Hidden State and Undeclared Inputs¶
Page Maps¶
graph LR
family["Reproducible Research"]
program["Deep Dive DVC"]
section["Reproducibility Failures Real Teams"]
page["Hidden State and Undeclared Inputs"]
capstone["Capstone evidence"]
family --> program --> section --> page
page -.applies in.-> capstone
flowchart LR
orient["Orient on the page map"] --> read["Read the main claim and examples"]
read --> inspect["Inspect the related code, proof, or capstone surface"]
inspect --> verify["Run or review the verification path"]
verify --> apply["Apply the idea back to the module and capstone"]
Most fragile workflows do not fail because people forgot the main script.
They fail because influential inputs were present, mattered, and never became part of the recorded story.
That is hidden state.
What counts as hidden state¶
Hidden state is any input, condition, or side effect that influences the result without being made explicit enough for others to inspect and recover.
Typical examples include:
- local data copies that differ from what the repository implies
- environment versions that changed quietly
- notebook cells run in a particular order
- parameters typed into commands but never saved
- helper files or preprocessing steps performed outside the visible workflow
- random seeds, filesystem order, or machine-specific behavior
The details vary. The pattern is stable.
Why hidden state hurts teams¶
Hidden state makes teams ask the wrong question:
what changed?
The harder truth is:
what was influencing the result all along without being recorded?
That is why reproducibility failure often feels mysterious. The workflow is not always breaking in front of you. Sometimes it is only revealing that the original run was never fully described.
A helpful way to sort inputs¶
flowchart TD
obvious["obvious inputs<br/>data files<br/>config files<br/>script arguments"] --> run["workflow run"]
hidden["hidden inputs<br/>environment<br/>manual edits<br/>implicit defaults<br/>machine state"] --> run
run --> result["result and metrics"]
You do not need to fear this diagram. You need to use it.
Every real workflow has both categories at first. The engineering work is deciding which hidden inputs must become explicit.
A small example¶
Imagine this repository:
train.pyconfig.yamldata/raw.csvREADME.mdwith the command
That looks respectable.
But the real run may also depend on:
pandasandscikit-learnversions- a local preprocessing notebook that cleaned the CSV once
- a remembered seed the author passed via CLI
- an untracked feature-selection file under
/tmp - the order in which a folder of inputs was enumerated
The repo did not lie exactly. It simply did not tell the whole story.

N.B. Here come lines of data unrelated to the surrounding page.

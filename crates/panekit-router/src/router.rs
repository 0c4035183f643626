#![forbid(unsafe_code)]

//! The navigation router state machine.
//!
//! One [`NavigationRouter`] exists for the application's lifetime. Its mode
//! is chosen once from the initial URL shape and never re-evaluated:
//!
//! - **Path mode** when the initial path (minus the leading slash) is a
//!   non-empty room id. Layout changes are mirrored into history entries;
//!   `popstate` events are decoded back into join requests.
//! - **Hash mode** when the path instead looks like a plain HTML document.
//!   The focused room id is mirrored into the URL hash; `hashchange` events
//!   are decoded into join requests. An invalid initial hash disables
//!   routing entirely (nothing is worth mirroring against a URL the app
//!   did not produce).
//! - **Inert** otherwise: no commands, ever.
//!
//! # Invariants
//!
//! 1. The router only ever returns commands; it performs no I/O, so a
//!    history write it requests cannot synchronously re-enter it.
//! 2. Reconciling a layout state whose focused id and snapshot both match
//!    the last reconciliation returns no command (no redundant entries).
//! 3. Candidate ids from paths, hashes, and history state are
//!    grammar-checked before any join request is issued; failures are
//!    silent no-ops.

use panekit_core::{LayoutView, RoomId, RoomSide, StoreRequest};

use crate::snapshot::NavSnapshot;

/// Routing mode, fixed at startup.
#[derive(Debug, Clone, Copy, PartialEq, Eq)]
pub enum RouterMode {
    /// URL path carries the room id; history entries carry snapshots.
    Path,
    /// URL hash carries the room id; no push/replace distinction exists.
    Hash,
    /// No subscriptions, no listeners, no commands.
    Inert,
}

/// The initial URL shape the router is constructed from.
///
/// `pathname` carries its leading slash and `hash` its leading `#`, as the
/// browser reports them; both may be empty.
#[derive(Debug, Clone, PartialEq, Eq, Default)]
pub struct InitialUrl {
    pub pathname: String,
    pub hash: String,
}

impl InitialUrl {
    #[must_use]
    pub fn new(pathname: impl Into<String>, hash: impl Into<String>) -> Self {
        Self {
            pathname: pathname.into(),
            hash: hash.into(),
        }
    }
}

/// A browser-history mutation the embedding must apply.
#[derive(Debug, Clone, PartialEq, Eq)]
pub enum HistoryOp {
    /// Add a history entry (a discrete navigation the user can undo).
    Push {
        path: String,
        title: String,
        state: String,
    },
    /// Rewrite the current entry in place (shape changed, no new stop).
    Replace {
        path: String,
        title: String,
        state: String,
    },
    /// Assign the location hash (`""` clears it).
    SetHash { hash: String },
}

/// Finite-state router synchronizing browser navigation with the layout.
#[derive(Debug)]
pub struct NavigationRouter {
    mode: RouterMode,
    /// Focused room id at the last reconciliation.
    last_roomid: RoomId,
    /// Encoded snapshot at the last reconciliation.
    last_snapshot: String,
}

impl NavigationRouter {
    /// Build the router from the initial URL and return it together with the
    /// store requests the chosen mode wants applied immediately.
    ///
    /// The embedding applies the requests, then wires the router into the
    /// layout store's subscribe-and-run mechanism (so [`Self::layout_changed`]
    /// runs once right away) and into `popstate`/`hashchange`.
    pub fn new(url: &InitialUrl) -> (Self, Vec<StoreRequest>) {
        let (mode, initial) = Self::select_mode(url);
        tracing::debug!(?mode, pathname = %url.pathname, "navigation router constructed");
        let router = Self {
            mode,
            last_roomid: RoomId::home(),
            last_snapshot: String::new(),
        };
        let requests = initial.map(StoreRequest::join).into_iter().collect();
        (router, requests)
    }

    /// The mode fixed at construction.
    #[must_use]
    pub fn mode(&self) -> RouterMode {
        self.mode
    }

    fn select_mode(url: &InitialUrl) -> (RouterMode, Option<RoomId>) {
        let path = url.pathname.strip_prefix('/').unwrap_or(&url.pathname);
        if !path.is_empty() && RoomId::is_valid(path) {
            let id = RoomId::parse(path).ok();
            return (RouterMode::Path, id);
        }
        if url.pathname.ends_with(".html") {
            let hash = url.hash.strip_prefix('#').unwrap_or(&url.hash);
            if hash.is_empty() {
                return (RouterMode::Hash, None);
            }
            return match RoomId::parse(hash) {
                Ok(id) => (RouterMode::Hash, Some(id)),
                // A present-but-invalid hash disables hash routing outright.
                Err(_) => (RouterMode::Inert, None),
            };
        }
        (RouterMode::Inert, None)
    }

    /// Reconcile a layout-store change into an optional history mutation.
    ///
    /// Path mode: no-op when nothing changed; push when only the focused id
    /// changed (same panel shape, a discrete navigation); replace when the
    /// shape itself changed. Hash mode: always a hash assignment. Inert:
    /// nothing.
    pub fn layout_changed(&mut self, view: &LayoutView) -> Option<HistoryOp> {
        match self.mode {
            RouterMode::Inert => None,
            RouterMode::Hash => {
                let id = &view.focused;
                let hash = if id.is_home() {
                    String::new()
                } else {
                    format!("#{id}")
                };
                tracing::trace!(roomid = %id, "mirroring focused room into hash");
                Some(HistoryOp::SetHash { hash })
            }
            RouterMode::Path => {
                let roomid = view.focused.clone();
                let snapshot = NavSnapshot::of_view(view).encode();
                if roomid == self.last_roomid && snapshot == self.last_snapshot {
                    return None;
                }
                let path = format!("/{roomid}");
                let title = view
                    .focused_room()
                    .map(|room| room.title.clone())
                    .unwrap_or_default();
                let op = if snapshot == self.last_snapshot {
                    tracing::debug!(path = %path, state = %snapshot, "push history entry");
                    HistoryOp::Push {
                        path,
                        title,
                        state: snapshot.clone(),
                    }
                } else {
                    tracing::debug!(path = %path, state = %snapshot, "replace history entry");
                    HistoryOp::Replace {
                        path,
                        title,
                        state: snapshot.clone(),
                    }
                };
                self.last_roomid = roomid;
                self.last_snapshot = snapshot;
                Some(op)
            }
        }
    }

    /// Handle a `popstate` event (path mode only).
    ///
    /// The associated state string, when present and decodable, re-joins the
    /// left/right pair into their sides first; the path id is joined last so
    /// it ends up focused. A malformed path contributes nothing.
    #[must_use]
    pub fn history_popped(&self, pathname: &str, state: Option<&str>) -> Vec<StoreRequest> {
        if self.mode != RouterMode::Path {
            return Vec::new();
        }
        let mut requests = Vec::new();
        if let Some(snapshot) = state.and_then(NavSnapshot::decode) {
            requests.push(StoreRequest::join_side(snapshot.left, RoomSide::Left));
            if let Some(right) = snapshot.right {
                requests.push(StoreRequest::join_side(right, RoomSide::Right));
            }
        }
        let path = pathname.strip_prefix('/').unwrap_or(pathname);
        if let Ok(id) = RoomId::parse(path) {
            tracing::debug!(roomid = %id, "popstate join");
            requests.push(StoreRequest::join(id));
        }
        requests
    }

    /// Handle a `hashchange` event (hash mode only).
    ///
    /// An empty hash joins the home room; an out-of-grammar hash is ignored.
    #[must_use]
    pub fn hash_changed(&self, hash: &str) -> Vec<StoreRequest> {
        if self.mode != RouterMode::Hash {
            return Vec::new();
        }
        let candidate = hash.strip_prefix('#').unwrap_or(hash);
        match RoomId::parse(candidate) {
            Ok(id) => {
                tracing::debug!(roomid = %id, "hashchange join");
                vec![StoreRequest::join(id)]
            }
            Err(_) => Vec::new(),
        }
    }
}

Common hidden inputs to look for first¶
Start with these categories:
| Category | Common example |
|---|---|
| data identity | a file path exists, but the exact bytes are not controlled |
| parameters | command-line flags were used but not captured |
| preprocessing | a one-off step happened outside the recorded pipeline |
| environment | library versions or system tools changed |
| execution state | notebook order, temp files, caches, or machine-local defaults |
This list is intentionally ordinary. Hidden state usually lives in mundane places.
Why notebooks amplify the problem¶
Notebooks are valuable, but they make hidden state easier to accumulate:
- cells can run out of order
- intermediate values can live in memory
- edits can happen without a clear input-output contract
- saved outputs can look authoritative even when the path to them is unclear
This is not an anti-notebook argument.
It is an argument for being more honest about the state notebooks often carry.
What "undeclared input" means in practice¶
An undeclared input is not only a missing file in a manifest.
It can also be:
- a parameter that exists only in shell history
- a default threshold buried inside code
- a path assumed by convention but never tracked
- a cloud or local dataset that multiple people call "the same" without byte identity
Once you start seeing this pattern, later DVC concepts have a place to land.
A good first inventory question¶
Ask of any result you care about:
- what files influenced this
- what settings influenced this
- what environment influenced this
- what manual steps influenced this
If any answer starts with "well, usually..." or "we just know that...", the workflow still contains hidden state worth surfacing.
Keep this standard¶
Do not define a workflow only by the script you can see.
Define it by the full set of things that had the power to change the result.
That shift is what lets DVC later act on something real instead of on a simplified story that never matched the work.